» **Input data**
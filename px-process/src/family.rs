//! Process tree
//!
//! Every process carries a [`FamilyMember`] describing its place in the
//! parent/child hierarchy. A parent holds strong references to its children
//! until it reaps them; a child only knows its parent weakly.
//!
//! Waiting follows a poll-then-block protocol on a counting semaphore owned
//! by the parent. A child exiting between the parent's scan and its block
//! leaves a permit behind, so the following block returns at once.

use alloc::collections::BTreeMap;
use alloc::sync::{Arc, Weak};
use alloc::vec::Vec;
use core::any::Any;

use px_api::Pid;
use spin::Mutex;

use crate::sync::Semaphore;

/// Anything that owns a place in the process tree
pub trait Member: Any + Send + Sync {
    /// The tree node of this member
    fn family(&self) -> &FamilyMember;

    /// Upcast for recovering the concrete member type
    fn into_any(self: Arc<Self>) -> Arc<dyn Any + Send + Sync>;
}

/// One process's node in the process tree
pub struct FamilyMember {
    pid: Pid,
    parent: Option<Weak<dyn Member>>,
    children: Mutex<BTreeMap<Pid, Arc<dyn Member>>>,
    exit_status: Mutex<Option<i32>>,
    wait4_blocker: Semaphore,
}

impl FamilyMember {
    /// Create the node of process `pid` below `parent`
    pub fn new(pid: Pid, parent: Option<&Arc<dyn Member>>) -> Self {
        Self {
            pid,
            parent: parent.map(Arc::downgrade),
            children: Mutex::new(BTreeMap::new()),
            exit_status: Mutex::new(None),
            wait4_blocker: Semaphore::new(0),
        }
    }

    pub fn pid(&self) -> Pid {
        self.pid
    }

    /// The parent, if it has one and it is still alive
    pub fn parent(&self) -> Option<Arc<dyn Member>> {
        self.parent.as_ref().and_then(Weak::upgrade)
    }

    /// Add a child, returning the member previously known under its PID
    pub fn insert(&self, child: Arc<dyn Member>) -> Option<Arc<dyn Member>> {
        let pid = child.family().pid();
        self.children.lock().insert(pid, child)
    }

    /// Remove the child with PID `pid`
    pub fn remove(&self, pid: Pid) -> Option<Arc<dyn Member>> {
        self.children.lock().remove(&pid)
    }

    /// The child with PID `pid`
    pub fn child(&self, pid: Pid) -> Option<Arc<dyn Member>> {
        self.children.lock().get(&pid).cloned()
    }

    /// PIDs of all direct children in ascending order
    pub fn children(&self) -> Vec<Pid> {
        self.children.lock().keys().copied().collect()
    }

    pub fn has_children(&self) -> bool {
        !self.children.lock().is_empty()
    }

    /// Record the exit status and wake the parent
    ///
    /// Only the first call has an effect.
    pub fn mark_exited(&self, status: i32) {
        {
            let mut exit_status = self.exit_status.lock();
            if let Some(previous) = *exit_status {
                px_warn!("pid {} exited twice ({} then {}), ignoring", self.pid, previous, status);
                return;
            }
            *exit_status = Some(status);
        }

        match self.parent() {
            Some(parent) => parent.family().wait4_blocker.up(),
            None => {
                px_trace!("pid {} has no parent to wake", self.pid);
            }
        }
    }

    pub fn has_exited(&self) -> bool {
        self.exit_status.lock().is_some()
    }

    /// Status passed to [`FamilyMember::mark_exited`]
    pub fn exit_status(&self) -> Option<i32> {
        *self.exit_status.lock()
    }

    /// First exited child, without blocking and without removing it
    pub fn poll4(&self) -> Option<Arc<dyn Member>> {
        self.children
            .lock()
            .values()
            .find(|child| child.family().has_exited())
            .cloned()
    }

    /// Block until a child has exited and return it
    ///
    /// Blocks forever when there are no children; callers check
    /// [`FamilyMember::has_children`] first. Only one thread may wait on a
    /// node at a time.
    pub fn wait4(&self) -> Arc<dyn Member> {
        loop {
            if let Some(child) = self.poll4() {
                return child;
            }
            self.wait4_blocker.down();
        }
    }
}

impl core::fmt::Debug for FamilyMember {
    fn fmt(&self, f: &mut core::fmt::Formatter<'_>) -> core::fmt::Result {
        f.debug_struct("FamilyMember")
            .field("pid", &self.pid)
            .field("children", &self.children())
            .field("exit_status", &self.exit_status())
            .finish()
    }
}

» **Try it**
Print out the records exactly as they were entered.

» **Response to this task**
filename px-process/src/family.rs
//! Process tree
//!
//! Every process carries a [`FamilyMember`] describing its place in the
//! parent/child hierarchy. A parent holds strong references to its children
//! until it reaps them; a child only knows its parent weakly.
//!
//! Waiting follows a poll-then-block protocol on a counting semaphore owned
//! by the parent. A child exiting between the parent's scan and its block
//! leaves a permit behind, so the following block returns at once.

use alloc::collections::BTreeMap;
use alloc::sync::{Arc, Weak};
use alloc::vec::Vec;
use core::any::Any;

use px_api::Pid;
use spin::Mutex;

use crate::sync::Semaphore;

/// Anything that owns a place in the process tree
pub trait Member: Any + Send + Sync {
    /// The tree node of this member
    fn family(&self) -> &FamilyMember;

    /// Upcast for recovering the concrete member type
    fn into_any(self: Arc<Self>) -> Arc<dyn Any + Send + Sync>;
}

/// One process's node in the process tree
pub struct FamilyMember {
    pid: Pid,
    parent: Option<Weak<dyn Member>>,
    children: Mutex<BTreeMap<Pid, Arc<dyn Member>>>,
    exit_status: Mutex<Option<i32>>,
    wait4_blocker: Semaphore,
}

impl FamilyMember {
    /// Create the node of process `pid` below `parent`
    pub fn new(pid: Pid, parent: Option<&Arc<dyn Member>>) -> Self {
        Self {
            pid,
            parent: parent.map(Arc::downgrade),
            children: Mutex::new(BTreeMap::new()),
            exit_status: Mutex::new(None),
            wait4_blocker: Semaphore::new(0),
        }
    }

    pub fn pid(&self) -> Pid {
        self.pid
    }

    /// The parent, if it has one and it is still alive
    pub fn parent(&self) -> Option<Arc<dyn Member>> {
        self.parent.as_ref().and_then(Weak::upgrade)
    }

    /// Add a child, returning the member previously known under its PID
    pub fn insert(&self, child: Arc<dyn Member>) -> Option<Arc<dyn Member>> {
        let pid = child.family().pid();
        self.children.lock().insert(pid, child)
    }

    /// Remove the child with PID `pid`
    pub fn remove(&self, pid: Pid) -> Option<Arc<dyn Member>> {
        self.children.lock().remove(&pid)
    }

    /// The child with PID `pid`
    pub fn child(&self, pid: Pid) -> Option<Arc<dyn Member>> {
        self.children.lock().get(&pid).cloned()
    }

    /// PIDs of all direct children in ascending order
    pub fn children(&self) -> Vec<Pid> {
        self.children.lock().keys().copied().collect()
    }

    pub fn has_children(&self) -> bool {
        !self.children.lock().is_empty()
    }

    /// Record the exit status and wake the parent
    ///
    /// Only the first call has an effect.
    pub fn mark_exited(&self, status: i32) {
        {
            let mut exit_status = self.exit_status.lock();
            if let Some(previous) = *exit_status {
                px_warn!("pid {} exited twice ({} then {}), ignoring", self.pid, previous, status);
                return;
            }
            *exit_status = Some(status);
        }

        match self.parent() {
            Some(parent) => parent.family().wait4_blocker.up(),
            None => {
                px_trace!("pid {} has no parent to wake", self.pid);
            }
        }
    }

    pub fn has_exited(&self) -> bool {
        self.exit_status.lock().is_some()
    }

    /// Status passed to [`FamilyMember::mark_exited`]
    pub fn exit_status(&self) -> Option<i32> {
        *self.exit_status.lock()
    }

    /// First exited child, without blocking and without removing it
    pub fn poll4(&self) -> Option<Arc<dyn Member>> {
        self.children
            .lock()
            .values()
            .find(|child| child.family().has_exited())
            .cloned()
    }

    /// Block until a child has exited and return it
    ///
    /// Blocks forever when there are no children; callers check
    /// [`FamilyMember::has_children`] first. Only one thread may wait on a
    /// node at a time.
    pub fn wait4(&self) -> Arc<dyn Member> {
        loop {
            if let Some(child) = self.poll4() {
                return child;
            }
            self.wait4_blocker.down();
        }
    }
}

impl core::fmt::Debug for FamilyMember {
    fn fmt(&self, f: &mut core::fmt::Formatter<'_>) -> core::fmt::Result {
        f.debug_struct("FamilyMember")
            .field("pid", &self.pid)
            .field("children", &self.children())
            .field("exit_status", &self.exit_status())
            .finish()
    }
}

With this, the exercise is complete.